Верность требует от меня навсегда сохранить и принимать всерьез переживания детства и юности. Только беспомощность пустой экзистенции может высмеивать собственную юность и отбрасывать в сторону как иллюзию юности то, что было все же действительным. Кто не верен себе самому, тот никому не может быть верен.
Есть еще одна верность в малом, верность родному ландшафту, некоторому genius loci1, верность предкам (Voreltern), верность всякому соприкосновению с человеком, пусть даже экзистенция вспыхнула в нем лишь на мгновение, верность местам, в которые я люблю возвращаться.
Не бывает верности всеобщему и безвременному, поэтому верность никогда не есть механическая привязанность. Предсказуемая последовательность может, но не непременно должна, быть ее проявлением. Форму долга она может принимать лишь на краткий срок, в смутные мгновения, почти теряя себя самое. Поскольку она исторична, она в то же время существует в процессе. Она не остается неизменно объективно тождественной себе, но она есть жизнь в переменах существования самой экзистенции. Я храню верность не какому-то мертвому наличному нечто, но бытию, которое в явлении становится каждое мгновение необозримо иным. Средоточие верности заключается в решении абсолютного сознания, которым была положена основа: идентификация с самим собою в существовании. Я принял участие в существовании, как я сам, и теперь верность есть хранение моего самобытия с другим. Она обретает объективность в требованиях, которые в своем истоке суть требования моей самости ко мне самому.
Правда, в существовании никогда не исключена возможность оказаться под сомнением. Верность коренится в некотором покое, но она не дает покоя; верность может решиться на конфликт и разрыв, но в таком случае она остается сама собой, только если разрыв означает также перелом в нашей собственной экзистенции. Безверно поступаю я, если, конструируя себе в ложном покое собственное право, я оставляю в стороне человека или вещь как нечто конченное, как если бы их не было вовсе; безверно, если в те мгновения, когда я должен сказать свое слово, я уклоняюсь от коммуникации и от собственного кризиса со словами: «это со мной как-то случилось», «это бывает»; «все мы люди»; «об этом я забыл». Верность требует беспокойства, находящего путь в основание, в котором привязанность углубляется через преодоление, а не ослабляется и не предается.
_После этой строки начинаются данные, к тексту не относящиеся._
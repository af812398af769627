//! Handling of raw inputs that fall outside a closed enumeration.

/// What to do with a raw value that names no known variant.
///
/// `Reject` surfaces a typed error; `Fallback` substitutes the variant's
/// documented default (for example [`MoodState::Neutral`](crate::MoodState)).
///
/// # Examples
/// ```
/// use drape_core::UnknownInputPolicy;
///
/// assert_eq!(UnknownInputPolicy::default(), UnknownInputPolicy::Reject);
/// assert_eq!("fallback".parse(), Ok(UnknownInputPolicy::Fallback));
/// ```
#[derive(Debug, Clone, Copy, PartialEq, Eq, Hash, Default)]
#[cfg_attr(feature = "serde", derive(serde::Serialize, serde::Deserialize))]
#[cfg_attr(feature = "serde", serde(rename_all = "lowercase"))]
pub enum UnknownInputPolicy {
    /// Report unknown input as an error.
    #[default]
    Reject,
    /// Map unknown input to the enumeration's default variant.
    Fallback,
}

impl UnknownInputPolicy {
    /// Return the policy as a lowercase `&str`.
    #[must_use]
    pub const fn as_str(self) -> &'static str {
        match self {
            Self::Reject => "reject",
            Self::Fallback => "fallback",
        }
    }
}

impl std::fmt::Display for UnknownInputPolicy {
    fn fmt(&self, f: &mut std::fmt::Formatter<'_>) -> std::fmt::Result {
        f.write_str(self.as_str())
    }
}

impl std::str::FromStr for UnknownInputPolicy {
    type Err = String;

    fn from_str(s: &str) -> Result<Self, Self::Err> {
        match s.trim().to_lowercase().as_str() {
            "reject" => Ok(Self::Reject),
            "fallback" => Ok(Self::Fallback),
            _ => Err(format!("unknown input policy '{s}'")),
        }
    }
}
//! Error types raised while fusing signals.
#![forbid(unsafe_code)]

use drape_core::{UnknownConditionError, UnknownMoodError, WeatherSnapshotError};
use thiserror::Error;

/// Errors raised by [`fuse`](crate::fuse) and [`fuse_raw`](crate::fuse_raw).
#[derive(Debug, Clone, PartialEq, Error)]
pub enum FusionError {
    /// A raw mood matched no known mood and the policy rejects unknowns.
    #[error(transparent)]
    UnknownMood(#[from] UnknownMoodError),
    /// A raw weather condition matched no known condition and the policy
    /// rejects unknowns.
    #[error(transparent)]
    UnknownCondition(#[from] UnknownConditionError),
    /// Raw weather readings were physically impossible.
    #[error("invalid weather snapshot: {0}")]
    InvalidWeather(#[from] WeatherSnapshotError),
    /// The stress index was non-finite or outside `0.0..=100.0`.
    #[error("stress index {value} must lie between 0 and 100")]
    StressIndexOutOfRange {
        /// Value supplied.
        value: f64,
    },
    /// The temperature could not be normalised.
    #[error("temperature {value} K is not finite")]
    NonFiniteTemperature {
        /// Value supplied.
        value: f64,
    },
    /// Fusion weights were unusable.
    #[error("fusion weights must be finite and non-negative")]
    InvalidWeights,
}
Центральную верность, в которой я сам участвую настолько, что делаюсь тождественным с нею, - ибо уничтожение ее было бы моим экзистенциальным самоуничтожением, - следует отделять от периферической верности, исполнение которой не безразлично для меня, но опыт которой в целом не может ни вывести меня к бытию, ни повергнуть. Поэтому есть абсолютная и относительная верность, и здесь есть ступени; моя жизнь находится в движении, и может сделать теснее и существеннее то, что было лишь поверхностным соприкосновением, но оказывается также вынуждена фиксировать и с почтением установить на своем месте то, что некогда было для меня более существенно.
Верность имеет своей предпосылкой сдержанность, как хранение себя от растраты, осмотрительность, делающую один шаг за другим - чтобы расточать себя только в поистине решающее мгновение, полагающее основу абсолютной верности. Ибо полное тождество существования и самобытия есть лишь там, где присутствует Единое, трансценденция которого может открыться в историчной бездне существования (Denn volle Identität von Dasein und Selbstsein ist nur, wo das Eine gegenwärtig ist, dessen Transzendenz im geschichtlichen Abgrund des Daseins offenbar werden kann).